Most of those thus accused of voting irregularities can fend for themselves – can explain that their parole had ended, that they really did reside where they said they resided, can explain, if necessary, why they misspelled their own name on an absentee ballot. There is one group, though, that the governor’s gang is scapegoating that can’t speak for itself.
So I will.
Dead people. Yes, dead people are being vilified for voting in an election in which nearly half of living voters didn’t. There’s no real evidence of that, even though some Republican officials nebulously claim “something’s fishy” in counties that – whaddya know? – have large percentages of black voters.

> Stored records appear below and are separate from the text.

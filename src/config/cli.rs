use crate::domain::ports::ConfigProvider;
use crate::utils::error::Result;
use crate::utils::validation::{validate_non_empty_string, Validate};
use clap::Parser;
use serde::{Deserialize, Serialize};

#[derive(Debug, Clone, Serialize, Deserialize, Parser)]
#[command(name = "keyword-vault")]
#[command(about = "Token-gated multi-tenant keyword lookup service")]
pub struct ServiceConfig {
    /// Shared secret gating all token-lifecycle operations.
    #[arg(long)]
    pub api_key: String,

    #[arg(long, help = "Enable verbose output")]
    pub verbose: bool,
}

impl ConfigProvider for ServiceConfig {
    fn api_key(&self) -> &str {
        &self.api_key
    }

    fn verbose(&self) -> bool {
        self.verbose
    }
}

impl Validate for ServiceConfig {
    fn validate(&self) -> Result<()> {
        validate_non_empty_string("api_key", &self.api_key)?;
        Ok(())
    }
}
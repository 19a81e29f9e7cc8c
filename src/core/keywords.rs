use crate::domain::model::{Group, KeywordEntry};
use crate::domain::ports::GroupRepository;
use crate::utils::error::{Result, VaultError};
use std::sync::Arc;

/// CRUD over a group's keyword map. Callers are assumed to have passed the
/// access gate already; every operation fetches the group document fresh
/// from the repository, so no state is cached across requests.
///
/// Mutations are read-modify-write against a document snapshot with no
/// compare-and-swap: two concurrent writers to the same group can each
/// read the same snapshot and the later save wins, losing the earlier
/// mutation. This is a known, accepted limitation; per-group serialization
/// (a document version check in `save`) is the hardening option if lost
/// updates ever become unacceptable, at the cost of retries on contention.
pub struct KeywordMapService {
    groups: Arc<dyn GroupRepository>,
}

impl KeywordMapService {
    pub fn new(groups: Arc<dyn GroupRepository>) -> Self {
        Self { groups }
    }

    async fn fetch_group(&self, group_id: &str) -> Result<Group> {
        let group = self.groups.find(group_id).await.map_err(|err| {
            tracing::error!(group_id, "group lookup failed: {}", err);
            VaultError::StoreUnavailable
        })?;

        group.ok_or_else(|| VaultError::not_found(format!("no such group: {}", group_id)))
    }

    async fn save_group(&self, group: &Group) -> Result<()> {
        self.groups.save(group).await.map_err(|err| {
            tracing::error!(group_id = %group.group_id, "group save failed: {}", err);
            VaultError::StoreUnavailable
        })
    }

    /// Full current map, insertion order.
    pub async fn list(&self, group_id: &str) -> Result<Vec<KeywordEntry>> {
        let group = self.fetch_group(group_id).await?;
        Ok(group.keyword_map)
    }

    pub async fn get(&self, group_id: &str, keyword: &str) -> Result<String> {
        let group = self.fetch_group(group_id).await?;
        group
            .find_entry(keyword)
            .map(|entry| entry.value.clone())
            .ok_or_else(|| VaultError::not_found(format!("no such keyword: {}", keyword)))
    }

    /// Appends a new entry. Fails with `Conflict` if the keyword is taken.
    pub async fn insert(&self, group_id: &str, keyword: &str, value: &str) -> Result<()> {
        let mut group = self.fetch_group(group_id).await?;

        if group.find_entry(keyword).is_some() {
            return Err(VaultError::conflict(format!(
                "keyword already exists: {}",
                keyword
            )));
        }

        group.keyword_map.push(KeywordEntry {
            keyword: keyword.to_string(),
            value: value.to_string(),
        });
        self.save_group(&group).await?;

        tracing::debug!(group_id, keyword, "inserted keyword");
        Ok(())
    }

    /// Replaces the entry's value in place, keeping its position in the
    /// sequence, and returns the new entry.
    pub async fn update(&self, group_id: &str, keyword: &str, value: &str) -> Result<KeywordEntry> {
        let mut group = self.fetch_group(group_id).await?;

        let position = group.entry_position(keyword).ok_or_else(|| {
            VaultError::not_found(format!("no such keyword: {}", keyword))
        })?;

        let entry = KeywordEntry {
            keyword: keyword.to_string(),
            value: value.to_string(),
        };
        group.keyword_map[position] = entry.clone();
        self.save_group(&group).await?;

        tracing::debug!(group_id, keyword, "updated keyword");
        Ok(entry)
    }

    pub async fn delete(&self, group_id: &str, keyword: &str) -> Result<()> {
        let mut group = self.fetch_group(group_id).await?;

        let position = group.entry_position(keyword).ok_or_else(|| {
            VaultError::not_found(format!("no such keyword: {}", keyword))
        })?;

        group.keyword_map.remove(position);
        self.save_group(&group).await?;

        tracing::debug!(group_id, keyword, "deleted keyword");
        Ok(())
    }
}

Even if it were proven true that people are casting ballots from the great beyond, though, shouldn’t our response be “Big deal?” or an incredulous “Wow! That’s terrific”?
Dying is something we all will do, although, like Woody Allen, I hope not to be around when it happens. Many people feel all their earthly responsibilities are over once they croak, but what about those civic-minded stalwarts who feel otherwise? Should they forfeit the most basic tenet of democracy – the right to vote – simply because they’ve departed this mortal coil?
Anyone who cares enough to rise up out of their coffins, shake off the dirt from their burial raiments and cast a ballot should be emulated and lauded, not outlawed.
Besides, aren’t the prisons full enough already without us sentencing Papa Daddy to spend time behind bars for VWD – voting while dead?
Instead of criminalizing dead people who are still voting, we should be criminalizing live people who aren’t. Looking at various polling post mortems, it appears that as many as 48 percent of eligible voters didn’t bother to vote this month. That is more reprehensible than a few uber-committed dead people who may have voted.
Without them, poll watchers in some neighborhoods would have been as lonely as the Maytag repairman.
While Attorney General Roy Cooper is hoisting his victory flag and putting in place a transition team, Ricky Diaz, a spokesman for McCrory, said, “The real question people should be asking is, why is Roy Cooper fighting to count the votes of dead people and felons?”
If there is evidence to support that contention, the GOP representatives should bring it forward. So far, though, after two weeks of finetooth-combing the results, only two votes by dead people have been discovered and rejected in Wake County – and they both were alive when they cast absentee ballots but died before Election Day.
Such votes, incredibly, don’t count. They should, and if elected, I promise to ensure that the votes you cast before you die will count – as well as votes you cast after you die.
Here, then, is the Good Citizen’s prayer:
Now I lay me down to sleep
I pray the Lord my soul to keep.
If I should die before I awake.
Cast my vote for the entire Democratic slate.
As I lay me down to nod
Here’s a request – don’t think it odd.
If I don’t wake up because I’ve croaked
Give the GOP candidate my write-in vote.